'Curse' of blood diamonds still entering global supply chains

Rebecca Ellinor Tyler is former editor of Supply Management
20 October 2015

Consumers could be buying diamonds that have financed human rights’ abuses because not enough is done to prevent the gems from entering global supply chains, according to Amnesty International.

A report by the charity, Chains of Abuse: The global diamond supply chain and the case of the Central African Republic, focuses on the diamond supply chain and looks at human rights abuses and other unlawful and unethical activities linked to the extraction of and trade in rough diamonds. It examines one diamond-producing country – the Central African Republic (CAR)–  that has been embroiled in conflict since late 2012 and moves along the supply chain to the international diamond trading centres of Dubai and Antwerp.

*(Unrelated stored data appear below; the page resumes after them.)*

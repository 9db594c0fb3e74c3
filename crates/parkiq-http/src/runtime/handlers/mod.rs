//! HTTP request handlers.

pub mod analyze;
pub mod health;

pub use analyze::{analyze_datscan, analyze_multimodal, analyze_spiral, analyze_voice};
pub use health::{features_info, health_check, model_info};
//! Shared constants for end-to-end tests
//!
//! Values describe the sample catalog the server seeds on first run.

#![allow(dead_code)]

/// Timeout for the server to become ready after spawn
pub const SERVER_READY_TIMEOUT_MS: u64 = 5000;

/// Interval between readiness polls
pub const SERVER_READY_POLL_INTERVAL_MS: u64 = 10;

/// Timeout for each HTTP request made by the test client
pub const REQUEST_TIMEOUT_SECS: u64 = 10;

// ============================================================================
// Seeded catalog
// ============================================================================

/// "Midnight City" by M83, the most played song
pub const MIDNIGHT_CITY_ID: u64 = 1;
pub const MIDNIGHT_CITY_PLAYS: u64 = 245;

/// "Levitating" by Dua Lipa
pub const LEVITATING_ID: u64 = 3;
pub const LEVITATING_PLAYS: u64 = 167;

/// "Heat Waves" by Glass Animals
pub const HEAT_WAVES_ID: u64 = 6;
pub const HEAT_WAVES_PLAYS: u64 = 178;

/// An id no seeded song has
pub const UNKNOWN_SONG_ID: u64 = 404;

pub const SEEDED_SONGS_COUNT: u64 = 6;
pub const SEEDED_TOTAL_PLAYS: u64 = 1065;
pub const SEEDED_TOTAL_DURATION: &str = "1:45:20";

Based on both desk and field research, the NGO concluded groups responsible for atrocities including summary executions, rape, child labour, enforced disappearances and unlawful and unethical activities including looting and tax abuse are continuing to take advantage of the country’s rich natural resources. Some of them profit from the diamond trade by controlling mine sites and ‘taxing’ or extorting ‘protection’ money from miners and traders.

Amnesty International believes some of the country’s traders have purchased diamonds without adequately investigating whether they have funded armed groups. It also documents the inspection gaps in diamond trading centres that make it possible for blood diamonds to be traded and sold globally.

The report further states that the Kimberley Process export ban - an inter-governmental diamond supply chain initiative established in 2003 in an effort to stop the international trade in ‘conflict diamonds’ - did not prohibit the trade of the stones within CAR.

Amnesty International called for a process that will allow the people of CAR to benefit from the diamonds held in the capital Bangui, but that will sanction companies where there is evidence that they knowingly purchased diamonds that funded armed groups or failed to carry out reasonable checks to prevent their business operations supporting armed groups.

The UN Security Council has specifically stated that supporting illegal armed groups through the exploitation of CAR’s diamonds undermines peace, security and stability and expressed its intention to impose targeted sanctions against those involved.

“If companies have bought blood diamonds, they must not be allowed to profit from them,” said Lucy Graham, legal adviser in Amnesty International’s business and human rights team. “The government should confiscate any blood diamonds, sell them and use the money for the public benefit. The people of CAR have a right to profit from their own natural resources. As the country seeks to rebuild, it needs its diamonds to be a blessing, not a curse.”